Course 1 Week 3 Backpropagation Intuition (Optional)

In course 1 week 3 Backpropagation Intuition, Prof. Ng wrote the derivation for da^[1] and dz^[1]. I tried to derive it myself but my result is off by a transpose. Can anyone please help, thank you so much.

1 Like

Notice that the dimensional analysis on your formula does not work:

dz^{[2]} is n^{[2]} x m, where m is the number of samples.

W^{[2]} is n^{[2]} x n^{[1]}

The result needs to be n^{[1]} x m, right? Whereas if you work out the dimensional analysis on Prof Ng’s version as you show it, it gives the expected results. A couple of other things worth noting:

The following is a mathematical identity:

(A \cdot B)^T = B^T \cdot A^T

Prof Ng uses the convention that the gradient of an object is the same shape as the underlying object. If you really do the full pure math version of this, that is not quite the way it works out.

I have the same issue with this matter and the reply provided doesn’t seem to answer why the dimensions don’t work out although we are using the chain rule correctly.

Could you please explain ?

Applying the Chain Rule may be straightforward, but things are a bit different when you are in multiple dimensions and working with real matrix multiplies. If you think about how dot product works, it’s a bit more complicated than just an “elementwise” operation, right?

If you want to understand more about all this, it goes back to the math, which is beyond the scope of this course. Prof Ng has designed this course so that you don’t even need to know univariate calculus in order to use the material. But that means you just have to take his word for it when he gives you a formula.

If you have the math background and want to dig deeper, here is a thread that links to information on the web that covers all this. That thread is linked from the FAQ Thread which may also be worth a look just on general principles.

Hello Paulin,

I believe the issue stems from the assumption that z and dz (dL/dz) have the same dimensions, whereas the derivative of a scalar with respect to a column vector is a row vector.

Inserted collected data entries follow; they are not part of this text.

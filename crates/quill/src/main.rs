//! `quill`: command-line driver for the Quill parser.
//!
//! Parses each file as a script or module and prints a one-line summary,
//! every tolerated or fatal error as `file:line:column: message`, and
//! optionally the token stream.  Exits non-zero when any file has errors.
//!
//! Set `RUST_LOG=quill_core=debug` to see parser events.

use std::path::{Path, PathBuf};

use clap::{Parser as _, ValueEnum};
use quill_core::config::{ParserOptions, RegExpMode};
use quill_core::error::ParseError;
use quill_core::parser::Parser;
use thiserror::Error;
use tracing::{debug, info};
use tracing_subscriber::{EnvFilter, fmt};

#[derive(Debug, Error)]
enum CommandError {
    #[error("cannot read {path}: {source}")]
    Io {
        path: PathBuf,
        #[source]
        source: std::io::Error,
    },
    #[error("detected errors in {0} file(s)")]
    HasErrors(usize),
}

#[derive(Debug, Clone, Copy, ValueEnum)]
enum RegExpArg {
    /// Check flags only.
    Skip,
    /// Validate patterns without translating them.
    Validate,
    /// Translate and compile patterns for the host engine.
    Adapt,
}

impl From<RegExpArg> for RegExpMode {
    fn from(arg: RegExpArg) -> Self {
        match arg {
            RegExpArg::Skip => RegExpMode::Skip,
            RegExpArg::Validate => RegExpMode::Validate,
            RegExpArg::Adapt => RegExpMode::Adapt,
        }
    }
}

#[derive(Debug, clap::Parser)]
#[command(name = "quill")]
#[command(about = "Parse Quill sources and report diagnostics")]
struct Cli {
    /// Source files to parse.
    #[arg(required = true)]
    files: Vec<PathBuf>,

    /// Parse as modules instead of scripts.
    #[arg(long)]
    module: bool,

    /// Start scripts in strict mode.
    #[arg(long, conflicts_with = "module")]
    strict: bool,

    /// Record recoverable errors and keep parsing.
    #[arg(long)]
    tolerant: bool,

    /// Print every token.
    #[arg(long)]
    tokens: bool,

    /// Count comments in the summary.
    #[arg(long)]
    comments: bool,

    /// How regular-expression literals are processed.
    #[arg(long, value_enum, default_value = "adapt")]
    regexp: RegExpArg,

    /// Maximum expression nesting depth.
    #[arg(long)]
    max_depth: Option<u32>,

    /// Accept `return` outside functions.
    #[arg(long)]
    allow_return: bool,
}

impl Cli {
    fn options(&self) -> ParserOptions {
        let mut options = ParserOptions::new()
            .tolerant(self.tolerant)
            .tokens(self.tokens)
            .comments(self.comments)
            .regexp(self.regexp.into())
            .allow_return_outside_function(self.allow_return);
        if let Some(depth) = self.max_depth {
            options = options.max_assignment_depth(depth);
        }
        options
    }
}

fn init_logging() {
    let filter = EnvFilter::try_from_default_env().unwrap_or_else(|_| EnvFilter::new("warn"));
    fmt()
        .with_env_filter(filter)
        .with_target(false)
        .with_writer(std::io::stderr)
        .init();
}

fn report(path: &Path, error: &ParseError) {
    eprintln!(
        "{}:{}:{}: {}",
        path.display(),
        error.line,
        error.column,
        error.description
    );
}

/// Parse one file; returns whether it had any error.
fn check_file(cli: &Cli, path: &Path) -> Result<bool, CommandError> {
    let source = std::fs::read_to_string(path).map_err(|source| CommandError::Io {
        path: path.to_path_buf(),
        source,
    })?;
    debug!(path = %path.display(), bytes = source.len(), "read source");

    let mut parser = Parser::new(&source, cli.options());
    let result = if cli.module {
        parser.parse_module()
    } else {
        parser.parse_script(cli.strict)
    };
    let (tokens, comments, errors) = parser.finish();

    if cli.tokens {
        for token in &tokens {
            println!(
                "{}:{}\t{:?}\t{}",
                token.span.start.line,
                token.span.start.column,
                token.kind,
                token.raw(&source)
            );
        }
    }

    for error in &errors {
        report(path, error);
    }
    match result {
        Ok(program) => {
            let mut summary = format!(
                "{}: {} top-level item(s), {} error(s)",
                path.display(),
                program.body.len(),
                errors.len()
            );
            if cli.comments {
                summary.push_str(&format!(", {} comment(s)", comments.len()));
            }
            if program.strict && !cli.module {
                summary.push_str(", strict");
            }
            println!("{summary}");
            Ok(!errors.is_empty())
        }
        Err(e) => {
            match e.as_parse_error() {
                Some(error) => report(path, error),
                None => eprintln!("{}: {e}", path.display()),
            }
            Ok(true)
        }
    }
}

fn main() -> Result<(), CommandError> {
    init_logging();
    let cli = Cli::parse();

    let mut failed = 0;
    for path in &cli.files {
        if check_file(&cli, path)? {
            failed += 1;
        }
    }
    info!(files = cli.files.len(), failed, "done");
    if failed > 0 {
        return Err(CommandError::HasErrors(failed));
    }
    Ok(())
}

If we take that to be true, then the dimensions match as is shown in the picture below :

Of course “dz” and “da” no longer have the same dimensions as z and a if we think of it this way, but at least it works out.

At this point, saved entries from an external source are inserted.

#[cfg(test)]
mod tests {
    use super::*;

    fn adapt(pattern: &str, flags: &str) -> Translation {
        let flags = RegExpFlags::parse(flags).unwrap();
        process(pattern, &flags, RegExpMode::Adapt, 10_000).unwrap()
    }

    fn compiled(pattern: &str, flags: &str) -> fancy_regex::Regex {
        let t = adapt(pattern, flags);
        t.regex
            .unwrap_or_else(|| panic!("{pattern}: {:?} ({:?})", t.conversion_error, t.adapted))
    }

    fn error(pattern: &str, flags: &str) -> &'static str {
        let flags = RegExpFlags::parse(flags).unwrap();
        process(pattern, &flags, RegExpMode::Validate, 10_000)
            .unwrap_err()
            .message
    }

    #[test]
    fn test_flags() {
        let f = RegExpFlags::parse("gimsuyd").unwrap();
        assert!(f.global && f.ignore_case && f.multiline && f.dot_all && f.sticky);
        assert!(f.has_indices && f.unicode_mode());
        assert!(RegExpFlags::parse("gg").is_err());
        assert!(RegExpFlags::parse("uv").is_err());
        assert!(RegExpFlags::parse("x").is_err());
    }

    #[test]
    fn test_empty_negated_class_matches_newline() {
        let re = compiled("[^]", "");
        assert!(re.is_match("\n").unwrap());
        assert!(re.is_match("x").unwrap());
    }

    #[test]
    fn test_empty_class_never_matches() {
        let re = compiled("a[]", "");
        assert!(!re.is_match("a").unwrap());
    }

    #[test]
    fn test_dot_excludes_line_terminators() {
        let re = compiled("^.$", "");
        assert!(re.is_match("x").unwrap());
        assert!(!re.is_match("\n").unwrap());
        assert!(!re.is_match("\u{2028}").unwrap());
        let re = compiled("^.$", "s");
        assert!(re.is_match("\u{2028}").unwrap());
    }

    #[test]
    fn test_multiline_anchors_at_every_line_terminator() {
        let re = compiled("^a$", "m");
        for input in ["a", "x\na", "a\ny", "x\ra\r", "x\u{2028}a\u{2029}"] {
            assert!(re.is_match(input).unwrap(), "{input:?}");
        }
        assert!(!re.is_match("ba").unwrap());
        let re = compiled("^a$", "");
        assert!(!re.is_match("x\na").unwrap());
    }

    #[test]
    fn test_digit_and_word_classes_are_ascii() {
        let re = compiled(r"^\d+$", "");
        assert!(re.is_match("0123").unwrap());
        assert!(!re.is_match("٣").unwrap());
        let re = compiled(r"^\w$", "");
        assert!(!re.is_match("é").unwrap());
        let re = compiled(r"[\W\d]", "");
        assert!(re.is_match("7").unwrap());
        assert!(re.is_match("!").unwrap());
        assert!(!re.is_match("a").unwrap());
    }

    #[test]
    fn test_word_boundary_is_ascii() {
        let re = compiled(r"\bé", "");
        assert!(!re.is_match("é").unwrap());
        let re = compiled(r"a\b", "");
        assert!(re.is_match("a b").unwrap());
        assert!(!re.is_match("ab").unwrap());
    }

    #[test]
    fn test_whitespace_class() {
        let re = compiled(r"^\s$", "");
        assert!(re.is_match("\u{FEFF}").unwrap());
        assert!(re.is_match("\u{3000}").unwrap());
        assert!(!re.is_match("\u{180E}").unwrap());
    }

    #[test]
    fn test_ignore_case() {
        let re = compiled("abc", "i");
        assert!(re.is_match("ABC").unwrap());
    }

    #[test]
    fn test_backreferences() {
        let re = compiled(r"(a)\1", "");
        assert!(re.is_match("aa").unwrap());
        let t = adapt(r"\1(a)", "");
        assert!(t.regex.is_none());
        assert_eq!(
            t.conversion_error.as_deref(),
            Some(messages::UNSUPPORTED_FORWARD_REFERENCE)
        );
        assert!(adapt(r"(a\1)", "").regex.is_none());
    }

    #[test]
    fn test_named_groups_and_references() {
        let re = compiled(r"(?<year>\d{4})-\k<year>", "");
        assert!(re.is_match("2024-2024").unwrap());
        assert!(!re.is_match("2024-2025").unwrap());
        let caps = re.captures("1999-1999").unwrap().unwrap();
        assert_eq!(caps.name("year").map(|m| m.as_str()), Some("1999"));
    }

    #[test]
    fn test_non_ascii_group_name_is_encoded() {
        let t = adapt(r"(?<$π>x)\k<$π>", "");
        let adapted = t.adapted.unwrap();
        let encoded = encode_group_name("$π");
        assert!(adapted.contains(&encoded));
        assert!(t.regex.unwrap().is_match("xx").unwrap());
    }

    #[test]
    fn test_group_name_encoding_reversible() {
        for name in ["plain", "_x1", "$", "a$b", "π_", "Q_24_", "Qabc"] {
            assert_eq!(decode_group_name(&encode_group_name(name)).unwrap(), name);
        }
    }

    #[test]
    fn test_duplicate_names() {
        assert_eq!(error("(?<a>x)(?<a>y)", ""), messages::DUPLICATE_GROUP_NAME);
        assert_eq!(error("(?<a>x)(?:(?<a>y)|z)", ""), messages::DUPLICATE_GROUP_NAME);
        assert_eq!(error("(?:(?<a>x)|(?<a>y))(?<a>z)", ""), messages::DUPLICATE_GROUP_NAME);
        let t = adapt("(?<a>x)|(?<a>y)", "");
        assert_eq!(
            t.conversion_error.as_deref(),
            Some(messages::UNSUPPORTED_DUPLICATE_NAMES)
        );
    }

    #[test]
    fn test_quantifiers() {
        let re = compiled("^a{2,3}$", "");
        assert!(re.is_match("aaa").unwrap());
        assert!(!re.is_match("aaaa").unwrap());
        assert_eq!(error("a{3,2}", ""), messages::QUANTIFIER_OUT_OF_ORDER);
        assert_eq!(error("*a", ""), messages::NOTHING_TO_REPEAT);
        assert_eq!(error("a**", ""), messages::NOTHING_TO_REPEAT);
        assert_eq!(error("^*", ""), messages::NOTHING_TO_REPEAT);
        let t = adapt("a{0,99999999999}", "");
        assert_eq!(
            t.conversion_error.as_deref(),
            Some(messages::UNSUPPORTED_QUANTIFIER_BOUND)
        );
    }

    #[test]
    fn test_lone_braces_legacy_vs_unicode() {
        let re = compiled("^a{,2}$", "");
        assert!(re.is_match("a{,2}").unwrap());
        let re = compiled("^}]$", "");
        assert!(re.is_match("}]").unwrap());
        assert_eq!(error("a{,2}", "u"), messages::INCOMPLETE_QUANTIFIER);
        assert_eq!(error("}", "u"), messages::LONE_QUANTIFIER_BRACKETS);
        assert_eq!(error("{1}", ""), messages::NOTHING_TO_REPEAT);
    }

    #[test]
    fn test_legacy_escapes() {
        let re = compiled(r"^\c$", "");
        assert!(re.is_match("\\c").unwrap());
        let re = compiled(r"^\8\q$", "");
        assert!(re.is_match("8q").unwrap());
        let re = compiled(r"^\101$", "");
        assert!(re.is_match("A").unwrap());
        assert_eq!(error(r"\q", "u"), messages::INVALID_ESCAPE);
        assert_eq!(error(r"\1", "u"), messages::INVALID_ESCAPE);
    }

    #[test]
    fn test_unicode_escapes() {
        let re = compiled(r"^\u{1F600}$", "u");
        assert!(re.is_match("😀").unwrap());
        let re = compiled(r"^😀$", "u");
        assert!(re.is_match("😀").unwrap());
        let re = compiled(r"^\x41B\cJ$", "");
        assert!(re.is_match("AB\n").unwrap());
        let t = adapt(r"\uD800", "u");
        assert_eq!(
            t.conversion_error.as_deref(),
            Some(messages::UNSUPPORTED_LONE_SURROGATE)
        );
    }

    #[test]
    fn test_class_ranges() {
        let re = compiled("^[a-c-]+$", "");
        assert!(re.is_match("ab-c").unwrap());
        assert_eq!(error("[z-a]", ""), messages::RANGE_OUT_OF_ORDER);
        assert_eq!(error(r"[\d-z]", "u"), messages::INVALID_CHARACTER_CLASS);
        let re = compiled(r"^[\d-z]+$", "");
        assert!(re.is_match("1-z").unwrap());
        let re = compiled(r"^[\b]$", "");
        assert!(re.is_match("\u{8}").unwrap());
    }

    #[test]
    fn test_special_characters_are_escaped() {
        let re = compiled(r"^a\.b\$#&~-$", "");
        assert!(re.is_match("a.b$#&~-").unwrap());
        let re = compiled("^[.^&~]+$", "");
        assert!(re.is_match(".^&~").unwrap());
    }

    #[test]
    fn test_lookaround() {
        let re = compiled("a(?=b)", "");
        assert!(re.is_match("ab").unwrap());
        let re = compiled("(?<!x)b", "");
        assert!(!re.is_match("xb").unwrap());
        adapt("(?=a)*b", "");
        assert_eq!(error("(?=a)*", "u"), messages::NOTHING_TO_REPEAT);
        assert_eq!(error("(?<=a)*", ""), messages::NOTHING_TO_REPEAT);
    }

    #[test]
    fn test_modifier_groups() {
        let re = compiled("a(?i:b)c", "");
        assert!(re.is_match("aBc").unwrap());
        assert!(!re.is_match("ABc").unwrap());
        let re = compiled("(?s:.)", "");
        assert!(re.is_match("\n").unwrap());
        assert_eq!(error("(?ii:a)", ""), messages::INVALID_GROUP);
        assert_eq!(error("(?-:a)", ""), messages::INVALID_GROUP);
        assert_eq!(error("(?x:a)", ""), messages::INVALID_GROUP);
    }

    #[test]
    fn test_property_escapes() {
        let re = compiled(r"^\p{Lu}\P{Lu}$", "u");
        assert!(re.is_match("Aa").unwrap());
        let re = compiled(r"^\p$", "");
        assert!(re.is_match("p").unwrap());
        assert_eq!(error(r"\p{", "u"), messages::INVALID_PROPERTY_NAME);
    }

    #[test]
    fn test_unicode_sets_validated_only() {
        let t = adapt(r"[\p{L}--[a-z]]", "v");
        assert!(t.regex.is_none());
        assert_eq!(
            t.conversion_error.as_deref(),
            Some(messages::UNSUPPORTED_UNICODE_SETS)
        );
        assert_eq!(error("[a&&&b]", "v"), messages::INVALID_SET_OPERATION);
        assert_eq!(error("[(]", "v"), messages::INVALID_CLASS_SET_CHARACTER);
        assert!(adapt(r"[\q{abc|d}[x]]", "v").conversion_error.is_some());
    }

    #[test]
    fn test_validate_mode_returns_no_pattern() {
        let flags = RegExpFlags::parse("").unwrap();
        let t = process("a+", &flags, RegExpMode::Validate, 10).unwrap();
        assert!(t.adapted.is_none() && t.regex.is_none() && t.conversion_error.is_none());
    }

    #[test]
    fn test_skip_mode_accepts_anything() {
        let flags = RegExpFlags::parse("").unwrap();
        assert!(process("(", &flags, RegExpMode::Skip, 10).is_ok());
    }
}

Yes, you have pointed out an inconsistency in the way Prof Ng has chosen to formulate things. It is actually the case that the gradient of an object is not the same shape as the underlying object: it is the transpose of it. But since Prof Ng is not showing the derivations, he can keep things simpler by “papering over” that bit of the “pure math”. It doesn’t really matter if you’re just taking the formulas as he writes them and turning them into numpy code.